PROBLEM DESCRIPTION:
Scan the records below for the word "back". Copy each line where it appears.

--- EXERCISE INPUT Enclosed Below ---

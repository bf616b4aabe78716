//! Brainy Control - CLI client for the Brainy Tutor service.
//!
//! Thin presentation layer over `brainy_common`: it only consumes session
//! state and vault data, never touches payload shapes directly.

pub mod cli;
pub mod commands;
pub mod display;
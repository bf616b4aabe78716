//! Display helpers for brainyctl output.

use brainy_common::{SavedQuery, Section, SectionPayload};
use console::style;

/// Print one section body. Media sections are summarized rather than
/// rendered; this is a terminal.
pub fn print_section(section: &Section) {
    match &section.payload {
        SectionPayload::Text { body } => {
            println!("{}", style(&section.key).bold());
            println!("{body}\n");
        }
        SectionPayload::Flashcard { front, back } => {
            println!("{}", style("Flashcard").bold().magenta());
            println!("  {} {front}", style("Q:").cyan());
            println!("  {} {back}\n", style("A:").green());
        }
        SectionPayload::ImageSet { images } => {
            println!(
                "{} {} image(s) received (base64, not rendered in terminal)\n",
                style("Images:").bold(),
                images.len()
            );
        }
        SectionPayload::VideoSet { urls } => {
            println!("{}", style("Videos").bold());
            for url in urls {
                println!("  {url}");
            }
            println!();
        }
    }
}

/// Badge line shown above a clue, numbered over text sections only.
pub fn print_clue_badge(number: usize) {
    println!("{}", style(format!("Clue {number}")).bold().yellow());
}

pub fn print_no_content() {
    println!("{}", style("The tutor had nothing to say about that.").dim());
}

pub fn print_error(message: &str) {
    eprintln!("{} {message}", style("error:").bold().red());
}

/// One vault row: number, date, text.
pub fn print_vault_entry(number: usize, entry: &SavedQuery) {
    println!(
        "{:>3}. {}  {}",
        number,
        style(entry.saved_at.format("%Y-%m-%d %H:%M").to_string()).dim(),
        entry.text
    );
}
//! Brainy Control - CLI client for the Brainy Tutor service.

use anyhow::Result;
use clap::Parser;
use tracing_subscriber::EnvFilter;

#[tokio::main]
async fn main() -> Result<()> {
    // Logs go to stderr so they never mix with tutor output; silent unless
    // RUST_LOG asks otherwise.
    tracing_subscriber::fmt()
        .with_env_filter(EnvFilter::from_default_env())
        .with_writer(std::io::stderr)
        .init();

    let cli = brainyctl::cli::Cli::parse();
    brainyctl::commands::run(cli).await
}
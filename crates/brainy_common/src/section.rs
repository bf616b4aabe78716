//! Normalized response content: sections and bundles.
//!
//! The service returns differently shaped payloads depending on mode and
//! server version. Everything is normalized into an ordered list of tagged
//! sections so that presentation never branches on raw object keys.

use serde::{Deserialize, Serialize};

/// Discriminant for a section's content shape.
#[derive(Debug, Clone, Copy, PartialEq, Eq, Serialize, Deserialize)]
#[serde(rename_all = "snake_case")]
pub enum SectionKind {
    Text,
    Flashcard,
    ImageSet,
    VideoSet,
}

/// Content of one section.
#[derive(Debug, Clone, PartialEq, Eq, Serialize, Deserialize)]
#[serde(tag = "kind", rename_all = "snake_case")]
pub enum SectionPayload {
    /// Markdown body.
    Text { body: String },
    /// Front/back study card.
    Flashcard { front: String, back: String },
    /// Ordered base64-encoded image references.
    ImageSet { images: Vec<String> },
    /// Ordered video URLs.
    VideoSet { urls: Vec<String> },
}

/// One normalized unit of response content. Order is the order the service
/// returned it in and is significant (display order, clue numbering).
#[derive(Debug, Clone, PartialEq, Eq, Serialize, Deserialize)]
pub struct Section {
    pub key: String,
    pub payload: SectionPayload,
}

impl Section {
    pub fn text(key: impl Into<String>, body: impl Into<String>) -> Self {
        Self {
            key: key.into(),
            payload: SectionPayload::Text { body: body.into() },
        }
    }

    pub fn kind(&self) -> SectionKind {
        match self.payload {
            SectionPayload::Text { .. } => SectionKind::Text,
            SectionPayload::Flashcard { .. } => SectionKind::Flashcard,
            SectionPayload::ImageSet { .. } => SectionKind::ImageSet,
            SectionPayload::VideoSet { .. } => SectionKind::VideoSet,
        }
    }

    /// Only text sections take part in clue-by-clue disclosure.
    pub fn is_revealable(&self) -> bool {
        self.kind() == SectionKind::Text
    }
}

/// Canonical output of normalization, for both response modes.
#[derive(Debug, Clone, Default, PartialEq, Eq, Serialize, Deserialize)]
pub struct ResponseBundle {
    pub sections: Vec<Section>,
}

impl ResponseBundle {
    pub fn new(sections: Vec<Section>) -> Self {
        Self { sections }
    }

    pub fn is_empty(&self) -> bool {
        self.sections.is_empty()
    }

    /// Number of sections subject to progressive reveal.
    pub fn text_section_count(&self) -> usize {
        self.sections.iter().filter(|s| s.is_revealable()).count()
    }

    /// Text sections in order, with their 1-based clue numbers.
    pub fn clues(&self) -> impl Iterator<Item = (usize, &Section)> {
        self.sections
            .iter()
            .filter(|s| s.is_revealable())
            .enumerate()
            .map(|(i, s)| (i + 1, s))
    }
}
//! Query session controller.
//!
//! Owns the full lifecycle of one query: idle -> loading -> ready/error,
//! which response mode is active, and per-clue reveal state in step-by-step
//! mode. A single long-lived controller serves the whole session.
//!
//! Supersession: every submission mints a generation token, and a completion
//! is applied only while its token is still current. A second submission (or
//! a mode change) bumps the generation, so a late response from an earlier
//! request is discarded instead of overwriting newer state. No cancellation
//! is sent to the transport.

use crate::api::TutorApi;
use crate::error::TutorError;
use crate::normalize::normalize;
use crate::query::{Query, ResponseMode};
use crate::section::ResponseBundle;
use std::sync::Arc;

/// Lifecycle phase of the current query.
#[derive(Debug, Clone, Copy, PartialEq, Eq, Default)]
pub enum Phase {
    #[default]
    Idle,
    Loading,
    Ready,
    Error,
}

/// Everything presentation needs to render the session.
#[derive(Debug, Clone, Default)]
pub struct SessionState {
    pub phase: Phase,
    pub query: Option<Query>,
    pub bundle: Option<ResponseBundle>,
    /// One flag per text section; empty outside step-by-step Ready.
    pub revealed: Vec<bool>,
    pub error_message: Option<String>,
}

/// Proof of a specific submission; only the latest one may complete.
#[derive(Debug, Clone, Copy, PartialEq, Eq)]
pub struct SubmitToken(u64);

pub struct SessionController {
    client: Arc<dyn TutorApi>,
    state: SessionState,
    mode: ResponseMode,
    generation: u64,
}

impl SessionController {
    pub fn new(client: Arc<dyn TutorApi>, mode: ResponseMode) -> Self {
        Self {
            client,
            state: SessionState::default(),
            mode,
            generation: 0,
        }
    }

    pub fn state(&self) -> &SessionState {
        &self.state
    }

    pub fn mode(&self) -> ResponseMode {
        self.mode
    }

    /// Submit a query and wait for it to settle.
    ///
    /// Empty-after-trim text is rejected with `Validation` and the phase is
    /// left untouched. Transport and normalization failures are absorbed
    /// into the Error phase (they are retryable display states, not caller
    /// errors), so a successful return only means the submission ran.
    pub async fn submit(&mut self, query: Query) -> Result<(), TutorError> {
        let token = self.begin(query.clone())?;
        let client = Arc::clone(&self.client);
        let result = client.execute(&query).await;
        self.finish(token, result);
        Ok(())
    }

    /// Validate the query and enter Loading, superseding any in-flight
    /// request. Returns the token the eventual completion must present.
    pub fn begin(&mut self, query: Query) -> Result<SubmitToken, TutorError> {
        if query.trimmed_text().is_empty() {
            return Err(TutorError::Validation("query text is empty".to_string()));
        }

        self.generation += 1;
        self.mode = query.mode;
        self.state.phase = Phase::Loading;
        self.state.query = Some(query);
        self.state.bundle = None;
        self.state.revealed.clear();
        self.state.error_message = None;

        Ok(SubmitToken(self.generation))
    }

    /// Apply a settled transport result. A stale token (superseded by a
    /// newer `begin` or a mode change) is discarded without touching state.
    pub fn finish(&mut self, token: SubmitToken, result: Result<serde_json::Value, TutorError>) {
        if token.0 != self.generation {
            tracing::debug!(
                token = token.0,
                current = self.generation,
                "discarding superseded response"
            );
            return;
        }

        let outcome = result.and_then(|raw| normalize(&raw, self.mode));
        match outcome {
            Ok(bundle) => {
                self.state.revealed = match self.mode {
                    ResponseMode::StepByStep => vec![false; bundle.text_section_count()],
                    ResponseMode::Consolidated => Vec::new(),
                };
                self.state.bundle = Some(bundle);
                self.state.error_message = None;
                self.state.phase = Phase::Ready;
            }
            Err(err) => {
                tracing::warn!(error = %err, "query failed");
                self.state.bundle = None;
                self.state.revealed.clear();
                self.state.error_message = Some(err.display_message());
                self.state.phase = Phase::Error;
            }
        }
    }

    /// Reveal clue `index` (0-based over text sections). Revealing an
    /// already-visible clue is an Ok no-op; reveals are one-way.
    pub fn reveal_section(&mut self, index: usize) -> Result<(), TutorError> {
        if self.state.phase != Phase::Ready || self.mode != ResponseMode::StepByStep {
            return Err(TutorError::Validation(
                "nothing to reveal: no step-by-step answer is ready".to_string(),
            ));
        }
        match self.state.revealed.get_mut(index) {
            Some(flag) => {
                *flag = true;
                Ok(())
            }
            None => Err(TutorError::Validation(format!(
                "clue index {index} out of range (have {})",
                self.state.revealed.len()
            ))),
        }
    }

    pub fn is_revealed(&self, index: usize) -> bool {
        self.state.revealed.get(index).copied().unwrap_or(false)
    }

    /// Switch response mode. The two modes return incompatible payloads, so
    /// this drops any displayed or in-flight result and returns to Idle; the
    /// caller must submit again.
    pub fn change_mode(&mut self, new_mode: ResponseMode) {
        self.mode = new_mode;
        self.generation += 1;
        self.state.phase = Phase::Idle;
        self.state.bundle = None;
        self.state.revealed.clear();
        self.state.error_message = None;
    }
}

--- End of Enclosed EXERCISE INPUT ---

EXERCISE SOLUTION:
        SectionPayload::Flashcard { front, back } => {
            println!("  {} {back}\n", style("A:").green());
    /// Front/back study card.
    Flashcard { front: String, back: String },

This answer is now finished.